Journal of Veterinary Science
Background: Conditioned medium is the medium obtained from certain cultured cells and contained secretome from the cells. The secretome, which can be in the form of growth factors, cytokines, exosomes, or other proteins secreted by the cells, can induce the differentiation of cells that still have pluripotent or multipotent properties. Objectives: This study examined the effects of conditioned medium derived from E17 rat brain cells on cells with pluripotent properties. Methods: The conditioned medium used in this study originated from E17 rat brain cells. The CM was used to induce the differentiation of primary colonies of mice blastocysts. Primary colonies were stained with alkaline phosphatase to analyze the pluripotency. The morphological changes in the colonies were examined, and the colonies were stained with GFAP and Neu-N markers on days two and seven after adding the conditioned medium.
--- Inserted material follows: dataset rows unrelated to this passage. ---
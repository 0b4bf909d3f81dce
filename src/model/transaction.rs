//! Live transactions and the changes the engine asks the loop to apply.

use chrono::{DateTime, Utc};
use serde::Serialize;

/// One allocation/offer change over the course of a transaction.
#[derive(Debug, Clone, Copy, PartialEq, Serialize)]
pub struct ChargingHistory {
    pub timestamp: DateTime<Utc>,
    pub offered: f64,
}

/// A change the engine wants applied to a connector, in amps.
///
/// `transaction_id` is `None` for the starting case, where no transaction
/// exists yet and the change is implemented through the blocking default
/// profile instead of a TxProfile.
#[derive(Debug, Clone, PartialEq)]
pub struct ChargeChange {
    pub charger_id: String,
    pub connector_id: u32,
    pub transaction_id: Option<i32>,
    pub allocation: f64,
}

/// An active charging session on one connector, between StartTransaction
/// and StopTransaction.
#[derive(Debug, Clone)]
pub struct Transaction {
    pub transaction_id: i32,
    pub charger_id: String,
    pub connector_id: u32,
    pub id_tag: String,
    /// Resolved from the tag table at start, "Unknown" otherwise.
    pub user_name: String,
    pub start_time: DateTime<Utc>,
    /// Wh register reading at start.
    pub meter_start: i64,
    /// Last usage in amps as reported by the charger.
    pub usage_meter: Option<f64>,
    /// Wh register, updated by MeterValues.
    pub energy_meter: i64,
    pub last_usage_time: DateTime<Utc>,
    /// Priority override (from the tag, or set through the API); falls back
    /// to the charger's static priority when absent.
    pub priority: Option<i32>,
    pub charging_history: Vec<ChargingHistory>,
}

impl Transaction {
    pub fn new(
        transaction_id: i32,
        charger_id: &str,
        connector_id: u32,
        id_tag: &str,
        user_name: String,
        start_time: DateTime<Utc>,
        meter_start: i64,
        priority: Option<i32>,
    ) -> Self {
        Self {
            transaction_id,
            charger_id: charger_id.to_string(),
            connector_id,
            id_tag: id_tag.to_string(),
            user_name,
            start_time,
            meter_start,
            usage_meter: None,
            energy_meter: meter_start,
            last_usage_time: start_time,
            priority,
            charging_history: Vec::new(),
        }
    }

    pub fn id_str(&self) -> String {
        format!(
            "{}/{}:{}",
            self.charger_id, self.connector_id, self.transaction_id
        )
    }
}
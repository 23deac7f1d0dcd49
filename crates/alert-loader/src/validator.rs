//! Alert Entry Validator

use alerting::Alert;
use serde_json::{Map, Value};

use crate::error::ValidationError;

const STRING_FIELDS: [&str; 7] = [
    "id",
    "timestamp",
    "service",
    "component",
    "severity",
    "metric",
    "description",
];

const NUMBER_FIELDS: [&str; 2] = ["value", "threshold"];

/// Checks raw JSON entries against the alert record shape
#[derive(Debug, Clone, Default)]
pub struct Validator;

impl Validator {
    pub fn new() -> Self {
        Self
    }

    /// Validate one entry and turn it into an [`Alert`]
    pub fn validate(&self, entry: &Value) -> Result<Alert, ValidationError> {
        let fields = entry.as_object().ok_or(ValidationError::NotAnObject)?;

        if let Some(unknown) = fields.keys().find(|k| !is_alert_field(k)) {
            return Err(ValidationError::UnexpectedField(unknown.clone()));
        }

        Ok(Alert {
            id: string_field(fields, "id")?,
            timestamp: string_field(fields, "timestamp")?,
            service: string_field(fields, "service")?,
            component: string_field(fields, "component")?,
            severity: string_field(fields, "severity")?,
            metric: string_field(fields, "metric")?,
            value: number_field(fields, "value")?,
            threshold: number_field(fields, "threshold")?,
            description: string_field(fields, "description")?,
        })
    }
}

fn is_alert_field(key: &str) -> bool {
    STRING_FIELDS.contains(&key) || NUMBER_FIELDS.contains(&key)
}

fn string_field(
    fields: &Map<String, Value>,
    field: &'static str,
) -> Result<String, ValidationError> {
    match fields.get(field) {
        None => Err(ValidationError::MissingField(field)),
        Some(Value::String(s)) => Ok(s.clone()),
        Some(_) => Err(ValidationError::WrongType {
            field,
            expected: "string",
        }),
    }
}

fn number_field(fields: &Map<String, Value>, field: &'static str) -> Result<f64, ValidationError> {
    let value = fields.get(field).ok_or(ValidationError::MissingField(field))?;
    value.as_f64().ok_or(ValidationError::WrongType {
        field,
        expected: "number",
    })
}
//! Alert Source Loading
//!
//! Reads alert batches from JSON and validates each entry before handing the
//! batch to the processing core.

mod error;
mod loader;
mod validator;

pub use error::{LoadError, ValidationError};
pub use loader::{parse_document, JsonFileSource, JsonStrSource, LoadReport, RejectedEntry};
pub use validator::Validator;
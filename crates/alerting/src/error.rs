//! Alert Processing Error Types

use thiserror::Error;

/// Errors raised by the alert processing core
#[derive(Debug, Clone, PartialEq, Error)]
pub enum AlertError {
    /// Timestamp is not a valid ISO-8601 instant
    #[error("Alert {alert_id}: invalid timestamp {timestamp:?}: {reason}")]
    Parse {
        alert_id: String,
        timestamp: String,
        reason: String,
    },
}
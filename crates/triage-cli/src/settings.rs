//! Triage settings
//!
//! Layered with the `config` crate: built-in defaults, then an optional
//! settings file, then `TRIAGE_*` environment variables (`__` separates
//! nested keys, e.g. `TRIAGE_REPORT__SERVICE`).

use alerting::FilterCriteria;
use config::{Config, ConfigError, Environment, File};
use serde::{Deserialize, Serialize};
use std::path::PathBuf;

/// Settings file looked up when `TRIAGE_CONFIG` is unset
const DEFAULT_SETTINGS_FILE: &str = "triage";

/// Log output format
#[derive(Debug, Clone, Copy, Default, PartialEq, Eq, Serialize, Deserialize)]
#[serde(rename_all = "lowercase")]
pub enum LogFormat {
    #[default]
    Text,
    Json,
}

/// Top-level settings
#[derive(Debug, Clone, Serialize, Deserialize)]
pub struct TriageSettings {
    /// Alert batch to load
    #[serde(default = "default_alerts_path")]
    pub alerts_path: PathBuf,
    /// Maximum log level (trace, debug, info, warn, error)
    #[serde(default = "default_log_level")]
    pub log_level: String,
    #[serde(default)]
    pub log_format: LogFormat,
    /// Views printed by the report
    #[serde(default)]
    pub report: ReportSettings,
}

/// Which filtered views the report prints
#[derive(Debug, Clone, Serialize, Deserialize)]
pub struct ReportSettings {
    #[serde(default = "default_severity")]
    pub severity: String,
    #[serde(default = "default_service")]
    pub service: String,
    /// Restrict both views to the last N minutes
    #[serde(default)]
    pub recency_minutes: Option<u32>,
}

fn default_alerts_path() -> PathBuf {
    PathBuf::from("sample_alerts.json")
}

fn default_log_level() -> String {
    "info".to_string()
}

fn default_severity() -> String {
    "critical".to_string()
}

fn default_service() -> String {
    "payment-processor".to_string()
}

impl Default for ReportSettings {
    fn default() -> Self {
        Self {
            severity: default_severity(),
            service: default_service(),
            recency_minutes: None,
        }
    }
}

impl Default for TriageSettings {
    fn default() -> Self {
        Self {
            alerts_path: default_alerts_path(),
            log_level: default_log_level(),
            log_format: LogFormat::default(),
            report: ReportSettings::default(),
        }
    }
}

impl ReportSettings {
    /// Criteria for the severity view
    pub fn severity_criteria(&self) -> FilterCriteria {
        self.with_recency(FilterCriteria::new().with_severity(&self.severity))
    }

    /// Criteria for the service view
    pub fn service_criteria(&self) -> FilterCriteria {
        self.with_recency(FilterCriteria::new().with_service(&self.service))
    }

    fn with_recency(&self, criteria: FilterCriteria) -> FilterCriteria {
        match self.recency_minutes {
            Some(minutes) => criteria.with_recency_minutes(minutes),
            None => criteria,
        }
    }
}

impl TriageSettings {
    /// Load from `TRIAGE_CONFIG` (or `triage.*`) and the environment
    pub fn load() -> Result<Self, ConfigError> {
        let file = std::env::var("TRIAGE_CONFIG")
            .unwrap_or_else(|_| DEFAULT_SETTINGS_FILE.to_string());
        Self::load_from(&file)
    }

    /// Load from a specific settings file (optional) and the environment
    pub fn load_from(file: &str) -> Result<Self, ConfigError> {
        Config::builder()
            .add_source(File::with_name(file).required(false))
            .add_source(
                Environment::with_prefix("TRIAGE")
                    .prefix_separator("_")
                    .separator("__")
                    .try_parsing(true),
            )
            .build()?
            .try_deserialize()
    }
}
Results: The conditioned medium could differentiate the primary colony, beginning with the formation of embryoid-body-like structure; round GFAP positive cells were identified. Finally, neuron-like cells testing positive for Neu-N were observed on the seventh day after adding the conditioned medium. Conclusions: Conditioned medium from different species, in this case, E17 rat brain cells, induced and promoted the differentiation of the primary colony from mice blastocysts into neuron-like cells. The addition of CM mediated neurite growth in the differentiation process.